Should Americans Work More? Absolutely Not.
Josh Barro has a piece at Upshot about increasing work hours. In it, he plays the irritating game of describing certain institutional choices that help to determine how many hours people work as "distortions" and also wrongly downplays the degree to which the US truly is a bizarrely overworked country.
We Work A Lot
Here is Barro:
It wouldn’t be unthinkable for Americans to work more. While the average American workweek is already longer than in most high-income countries, the Irish and the South Koreans show it’s possible for an advanced country’s workers to put in more hours than we do.

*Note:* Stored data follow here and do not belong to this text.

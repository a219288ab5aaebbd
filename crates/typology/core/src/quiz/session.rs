//! Quiz session state machine.
//!
//! ```text
//! InProgress ──last answer──► Complete ──compute_results──► ResultsComputed
//! ```
//!
//! Answers may be changed freely until results are computed. There is no way
//! back from `ResultsComputed`; a restart is a new session.

use super::bank::QuizBank;
use super::question::QuizAnswerMap;
use super::results::QuizResults;
use super::strategy::score_quiz;
use crate::error::{ErrorSeverity, TypologyError};

#[derive(
    Clone, Copy, Debug, PartialEq, Eq, Hash, strum::Display, strum::EnumString, strum::AsRefStr,
)]
#[cfg_attr(feature = "serde", derive(serde::Serialize, serde::Deserialize))]
#[cfg_attr(feature = "serde", serde(rename_all = "snake_case"))]
#[strum(serialize_all = "snake_case")]
pub enum QuizState {
    InProgress,
    Complete,
    ResultsComputed,
}

/// Misuse of a [`QuizSession`].
#[derive(Clone, Debug, PartialEq, Eq, thiserror::Error)]
#[cfg_attr(feature = "serde", derive(serde::Serialize, serde::Deserialize))]
pub enum QuizError {
    #[error("unknown question `{0}`")]
    UnknownQuestion(String),

    #[error("question id `{0}` appears more than once in the bank")]
    DuplicateQuestion(String),

    #[error("question `{question_id}` has {option_count} options, got index {option_index}")]
    OptionOutOfRange {
        question_id: String,
        option_index: usize,
        option_count: usize,
    },

    #[error("results were already computed")]
    AlreadyComputed,

    #[error("quiz incomplete: {answered} of {total} questions answered")]
    Incomplete { answered: usize, total: usize },
}

impl TypologyError for QuizError {
    fn severity(&self) -> ErrorSeverity {
        match self {
            QuizError::UnknownQuestion(_)
            | QuizError::DuplicateQuestion(_)
            | QuizError::OptionOutOfRange { .. } => ErrorSeverity::Validation,
            QuizError::AlreadyComputed | QuizError::Incomplete { .. } => ErrorSeverity::Internal,
        }
    }

    fn error_code(&self) -> &'static str {
        match self {
            QuizError::UnknownQuestion(_) => "QUIZ_UNKNOWN_QUESTION",
            QuizError::DuplicateQuestion(_) => "QUIZ_DUPLICATE_QUESTION",
            QuizError::OptionOutOfRange { .. } => "QUIZ_OPTION_OUT_OF_RANGE",
            QuizError::AlreadyComputed => "QUIZ_ALREADY_COMPUTED",
            QuizError::Incomplete { .. } => "QUIZ_INCOMPLETE",
        }
    }
}

/// One run through a question bank.
#[derive(Clone, Debug, PartialEq, Eq)]
pub struct QuizSession {
    bank: QuizBank,
    answers: QuizAnswerMap,
    state: QuizState,
    results: Option<QuizResults>,
}

impl QuizSession {
    /// Starts a session. A bank without questions is complete immediately.
    ///
    /// Answers are keyed by question id, so a bank that reuses an id could
    /// never be completed and is rejected.
    pub fn new(bank: QuizBank) -> Result<Self, QuizError> {
        if let Some(id) = bank.duplicate_id() {
            return Err(QuizError::DuplicateQuestion(id.to_owned()));
        }
        let state = if bank.total_questions() == 0 {
            QuizState::Complete
        } else {
            QuizState::InProgress
        };
        Ok(Self {
            bank,
            answers: QuizAnswerMap::new(),
            state,
            results: None,
        })
    }

    pub fn bank(&self) -> &QuizBank {
        &self.bank
    }

    pub fn state(&self) -> QuizState {
        self.state
    }

    pub fn answers(&self) -> &QuizAnswerMap {
        &self.answers
    }

    /// `(answered, total)` question counts.
    pub fn progress(&self) -> (usize, usize) {
        (self.answers.len(), self.bank.total_questions())
    }

    /// Records or replaces the answer to one question and returns the new state.
    pub fn answer(&mut self, question_id: &str, option_index: usize) -> Result<QuizState, QuizError> {
        if self.state == QuizState::ResultsComputed {
            return Err(QuizError::AlreadyComputed);
        }

        let option_count = self
            .bank
            .option_count(question_id)
            .ok_or_else(|| QuizError::UnknownQuestion(question_id.to_owned()))?;
        if option_index >= option_count {
            return Err(QuizError::OptionOutOfRange {
                question_id: question_id.to_owned(),
                option_index,
                option_count,
            });
        }

        self.answers.answer(question_id, option_index);
        let (answered, total) = self.progress();
        if answered >= total {
            self.state = QuizState::Complete;
        }
        tracing::trace!(question_id, option_index, answered, total, "quiz answer recorded");
        Ok(self.state)
    }

    /// Scores the answers and moves to the terminal state.
    ///
    /// Calling it again returns the same results.
    pub fn compute_results(&mut self) -> Result<&QuizResults, QuizError> {
        if self.state == QuizState::InProgress {
            let (answered, total) = self.progress();
            return Err(QuizError::Incomplete { answered, total });
        }

        let results = match self.results.take() {
            Some(results) => results,
            None => score_quiz(&self.bank, &self.answers),
        };
        self.state = QuizState::ResultsComputed;
        Ok(self.results.insert(results))
    }

    /// Computed results, if any.
    pub fn results(&self) -> Option<&QuizResults> {
        self.results.as_ref()
    }
}

#[cfg(test)]
mod tests {
    use super::*;
    use crate::quiz::bank::QuizStrategy;
    use crate::quiz::question::{QuizOption, QuizQuestion};
    use crate::systems::{Aspect, Pole};

    fn bank() -> QuizBank {
        let mut bank = QuizBank::new(QuizStrategy::Quick);
        bank.attitudinal.push(QuizQuestion::new(
            "ap",
            "?",
            vec![
                QuizOption::single("a", Aspect::Emotion, 1),
                QuizOption::single("b", Aspect::Physics, 1),
            ],
        ));
        bank.mbti_poles.push(QuizQuestion::new(
            "ei",
            "?",
            vec![
                QuizOption::single("a", Pole::E, 1),
                QuizOption::single("b", Pole::I, 1),
            ],
        ));
        bank
    }

    #[test]
    fn transitions_in_order() {
        let mut session = QuizSession::new(bank()).unwrap();
        assert_eq!(session.state(), QuizState::InProgress);
        assert_eq!(session.answer("ap", 0), Ok(QuizState::InProgress));
        assert_eq!(
            session.compute_results().err(),
            Some(QuizError::Incomplete {
                answered: 1,
                total: 2
            })
        );

        assert_eq!(session.answer("ei", 1), Ok(QuizState::Complete));
        // Changing an answer keeps the session complete.
        assert_eq!(session.answer("ap", 1), Ok(QuizState::Complete));

        let first = session.compute_results().cloned();
        assert!(first.is_ok());
        assert_eq!(session.state(), QuizState::ResultsComputed);
        assert_eq!(session.compute_results().cloned(), first);
        assert_eq!(session.answer("ap", 0), Err(QuizError::AlreadyComputed));
    }

    #[test]
    fn bad_answers_leave_the_session_untouched() {
        let mut session = QuizSession::new(bank()).unwrap();
        let err = session.answer("ap", 2).unwrap_err();
        assert_eq!(err.error_code(), "QUIZ_OPTION_OUT_OF_RANGE");
        assert_eq!(err.severity(), ErrorSeverity::Validation);
        assert_eq!(
            session.answer("missing", 0),
            Err(QuizError::UnknownQuestion("missing".to_owned()))
        );
        assert!(session.answers().is_empty());
        assert_eq!(session.progress(), (0, 2));
    }

    #[test]
    fn empty_bank_is_complete_at_once() {
        let mut session = QuizSession::new(QuizBank::new(QuizStrategy::Deep)).unwrap();
        assert_eq!(session.state(), QuizState::Complete);
        let results = session.compute_results().cloned();
        assert_eq!(results.map(|r| r.strategy), Ok(QuizStrategy::Deep));
    }

    #[test]
    fn shared_question_ids_are_rejected() {
        let mut bank = QuizBank::new(QuizStrategy::Quick);
        for _ in 0..2 {
            bank.attitudinal.push(QuizQuestion::new(
                "dup",
                "?",
                vec![
                    QuizOption::single("a", Aspect::Emotion, 1),
                    QuizOption::single("b", Aspect::Logic, 1),
                ],
            ));
        }

        let err = QuizSession::new(bank).unwrap_err();
        assert_eq!(err, QuizError::DuplicateQuestion("dup".to_owned()));
        assert_eq!(err.error_code(), "QUIZ_DUPLICATE_QUESTION");
        assert_eq!(err.severity(), ErrorSeverity::Validation);
    }
}
//! Quiz answer loader.
//!
//! ```toml
//! [[answers]]
//! question_id = "ap-1"
//! option_index = 2
//! ```

use std::path::Path;

use serde::Deserialize;
use typology_core::quiz::QuizAnswer;
use typology_core::{QuizAnswerMap, QuizBank};

use crate::loaders::{LoadResult, read_file};

#[derive(Debug, Default, Deserialize)]
#[serde(default)]
struct AnswersFile {
    answers: Vec<QuizAnswer>,
}

/// Loader for recorded quiz answers.
pub struct AnswersLoader;

impl AnswersLoader {
    /// Load answers in file order. A repeated question keeps its last option.
    pub fn load(path: &Path) -> LoadResult<QuizAnswerMap> {
        let content = read_file(path)?;
        let file: AnswersFile = toml::from_str(&content)
            .map_err(|e| anyhow::anyhow!("Failed to parse answers TOML: {}", e))?;

        Ok(file
            .answers
            .into_iter()
            .map(|answer| (answer.question_id, answer.option_index))
            .collect())
    }

    /// Load answers and reject any the bank cannot score.
    pub fn load_for(path: &Path, bank: &QuizBank) -> LoadResult<QuizAnswerMap> {
        let answers = Self::load(path)?;
        for answer in answers.iter() {
            let Some(option_count) = bank.option_count(&answer.question_id) else {
                anyhow::bail!("Answer for unknown question `{}`", answer.question_id);
            };
            if answer.option_index >= option_count {
                anyhow::bail!(
                    "Answer {} for `{}` is out of range ({} options)",
                    answer.option_index,
                    answer.question_id,
                    option_count
                );
            }
        }
        Ok(answers)
    }
}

While workers in Ireland and South Korea do work more total hours than the US, they don't work more hours relative to their level of productivity:
Normally, when a country increases its per-hour productivity, it reduces the amount of work it does. This is because life is not all about maximizing total GDP for the sake of it, but also occasionally includes such things as spending time with family and friends and pursuing personal projects. Relative to the general tendency across countries, US workers put in 462 more hours per year than the US level of GDP/hour would predict. For Ireland, that same number is 358 hours. For South Korea (whose GDP/hour is the same as Greece's), it's even lower at 274 hours.
All three of these countries are well above the norm, but none more so than the US:
It's not just these one-year comparisons either. Consider change over time since 1970 for the countries whose data runs back that far.
Despite doubling our GDP/hour over this period, the US only cut 114 hours off its work year, a 6% reduction. Every other country cut hours further, with the top being France whose workers cut 518 hours off its work year, a 26% reduction.
Given our high GDP/hour, there is absolutely no reason the US needs to be working as much as we currently do, and certainly no reason why we need to be working more. While I can't speak for Barro obviously, to me, the idea that we shoud be trying to reshape our institutions so as to claim an even greater share of workers' scarce lives for toil is unthinkable.
What Is the Undistorted Work Level?
For much of the rest of the piece, Barro keeps appealing to this strange phantom idea that he calls a work distortion. He cites Michael Strain as saying taxes and transfers create "distortions against work." He says lowering taxes, reducing benefit generosity, and increasing the retirement age would "reduce distortions against work." And so on.
When you talk about "distorting" against work, you implicity suggest that there is such a thing as an undistorted baseline. But what does this baseline look like? What is the work level where there are no policy-induced distortions?
Well, if you are being 100% non-ideological about it (as I always am), it's clearly the case that the perfectly undistorted work level is that which would obtain in the hypothetical world in which we have entirely repealed all economic laws. That includes, most importantly, repealing property laws and contract laws, but every other economic regulation as well. To determine what the undisorted baseline is, literally every law pertaining to resource use and control must go.
Whenever I argue for the repeal of all economic laws (including property law), which is by the way the true libertarian set of institutions, I am constantly told that this world would feature dramatically reduced work levels. The reasoning is that without the government-imposed institution of property, people would not have much incentive to work, as things they exert effort to produce could be grabbed and used by anyone. What this means then is that the basic institutions of capitalist economies (property in particular) create massive distortions in favor of work. Big Government, through its creation and enforcement of economic institutions, has put us probably 1000 or more hours over the undistorted work level baseline.
What this means, then, is that any policy that brings us closer to the work level that would obtain in a propertyless world with no economic rules actually removes government-imposed work distortions. Every work hour we cut unwinds evil government economic distortion, at least up to a point.
Of course, when Josh Barro talks about government work "distortions," he doesn't actually do an exhaustive account of the effect government economic rules have on work. Instead, like everyone else in the ideological media, without ever arguing for it, he operates as if the undistorted work level baseline is whatever work level would obtain under government-imposed laissez-faire capitalist institutions that were also somehow self-enforcing in ways that don't require taxes to operate. That is the golden work hour baseline for reasons nobody has ever explained to me other than hegemonic ideological blinkering.
Needless to say, this is a nonsense baseline against which to measure distortion. But more generally, the game of talking about "work distortions" is always nonsense. Outside of my no-government baseline, there is no non-distorted baseline level of work. All work levels are constructs of government-imposed economic institutions, no set of which is more natural or default or undistorted than another. If we are going to have a work debate, it should proceed by asking ourselves how much time we want to spend toiling our scarce lives away, not muttering incoherently about what distorts what.